In response to a question about cuts in Medicaid funding by a mother of a young adult with autism, Dr. Green said:
Let me say this about autism. I have committed to people in my community, up in Montgomery County, to stand on the CDC’s desk and get the real data on vaccines. Because there is some concern that the rise in autism is the result of the preservatives that are in our vaccines. As a physician, I can make that argument and I can look at it academically and make the argument against the CDC, if they really want to engage me on it. But it appears some of that data has been, honestly, may be fraudulently managed. So we’ve got to go up there and stand against that and make sure we get that fixed, that issue addressed.5 6
It appears that Rep. Green may be positioning himself to join Rep. Bill Posey of Florida’s 8th congressional district and Dan Burton, former Representative for Indiana’s 5th congressional district, as a strong advocate for greater transparency with regard to vaccine safety research.
Green’s reference to suggestions made on the floor of the House of Representatives appear to be related to the prepared remarks delivered by Congressman Posey in 2015 alleging that the CDC may have tampered with data involving an important study on health outcomes following administration of MMR (mumps, measles, rubella) vaccine to children.7 8
Inevitably, Green is also setting himself up for lots of nasty criticism, particularly from the corporate influenced mainstream media. Already, the predictable headlines have begun to surface. Here’s one from Esquire: “American Politics Is Full of Medical Doctors With Insane Ideas”. Here’s another one from Patheos: “New GOP Congressman Mark Green Rejects Science, Claims Vaccines May Cause Autism”.9 10
So you have to fall in line 100 percent on vaccines or else you’re disqualified from public service? What other jobs or professions should one be blackballed from, and who shall serve as the Grand Inquisitor?
The knives are out and they’re being sharpened.
1 Associated Press. Mark Green wins Tennessee’s 7th Congressional District seat. The Washington Post Dec. 14, 2018.
2 Neysa Alund N. Who is Rep. Mark Green? Doctor, Army veteran, Tennessee Republican who raised vaccine-autism link. Nashville Tennessean Dec. 13, 2018.
3 Mark E. Green. Wikipedia.
4 Senator Mark Green honored as “Health Care Hero” by Nashville Business Journal. The Leaf-Chronicle May 16, 2016.
5 Schallhorn K. Tennessee Rep.-elect Mark Green questions CDC data on vaccines, autism. Fox News Dec. 13, 2018.
6 Allison N. Tennessee U.S. Rep.-elect Mark Green alleges vaccines may cause autism, questions CDC data. Nashville Tennessean Dec. 13, 2018.

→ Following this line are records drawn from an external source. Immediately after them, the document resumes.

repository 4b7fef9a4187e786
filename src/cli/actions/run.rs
use crate::cli::actions::{server, Action};
use anyhow::Result;

/// Execute the provided action.
// This is the single dispatch point for all CLI actions.
// To add a new action, add a new `Action::*` variant and a corresponding `*_::execute` call here.
/// # Errors
/// Returns an error if the action fails.
pub async fn execute(action: Action) -> Result<()> {
    match action {
        Action::Server(args) => server::execute(args).await,
    }
}
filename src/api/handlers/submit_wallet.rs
use std::sync::Arc;

use axum::{extract::Extension, http::StatusCode, response::IntoResponse, Json};
use serde::{Deserialize, Serialize};
use tracing::instrument;
use utoipa::ToSchema;

use super::{message, server_error};
use crate::registry::{RegistryError, Waitlist, WalletUpdate};

#[derive(ToSchema, Serialize, Deserialize, Debug)]
pub struct SubmitWalletRequest {
    email: Option<String>,
    #[serde(rename = "solanaWallet")]
    solana_wallet: Option<String>,
    #[serde(rename = "tonWallet")]
    ton_wallet: Option<String>,
}

#[utoipa::path(
    post,
    path = "/api/submit-wallet",
    request_body = SubmitWalletRequest,
    responses(
        (status = 200, description = "Wallet addresses stored"),
        (status = 400, description = "Missing payload or email"),
        (status = 404, description = "User not found"),
        (status = 500, description = "Storage failure or corrupted record"),
    ),
    tag = "waitlist"
)]
/// Attach wallet addresses to a registered member.
#[instrument(skip(waitlist, payload))]
pub async fn submit_wallet(
    waitlist: Extension<Arc<Waitlist>>,
    payload: Option<Json<SubmitWalletRequest>>,
) -> impl IntoResponse {
    let Some(Json(request)) = payload else {
        return (StatusCode::BAD_REQUEST, message("Missing payload"));
    };
    let Some(email) = request.email else {
        return (StatusCode::BAD_REQUEST, message("Email is required"));
    };

    match waitlist.submit_wallet(
        &email,
        request.solana_wallet.as_deref(),
        request.ton_wallet.as_deref(),
    ) {
        Ok(WalletUpdate::Updated) => (
            StatusCode::OK,
            message("Wallet addresses submitted successfully"),
        ),
        Ok(WalletUpdate::UserNotFound) => (StatusCode::NOT_FOUND, message("User not found")),
        Err(err @ RegistryError::CorruptRecord { .. }) => {
            tracing::error!("submit-wallet failed: {err}");
            (
                StatusCode::INTERNAL_SERVER_ERROR,
                message("Corrupted user data"),
            )
        }
        Err(err) => server_error("submit-wallet failed", &err),
    }
}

7 Congressman Wants CDC Investigated for Tampering With MMR Study. The Vaccine Reaction Aug. 1, 2015.
8 YouTube. CDC Whistleblower William Thompson Discloses Deception | Congressman Bill Posey. The Vaccine Reaction July 30, 2018.
9 Pierce CP. American Politics Is Full of Medical Doctors With Insane Ideas. Esquire Dec. 12, 2018.
10 Stone M. New GOP Congressman Mark Green Rejects Science, Claims Vaccines May Cause Autism. Patheos Dec. 13, 2018.
11 Berezow A. Anti-Vaxxers Like Congressman-Elect Mark Green Shouldn’t Be In Government. American Council on Science and Health Dec. 16, 2018.
12 Ruskin G. The American Council on Science and Health Is a Corporate Front Group. U.S. Right to Know Aug. 12, 2018.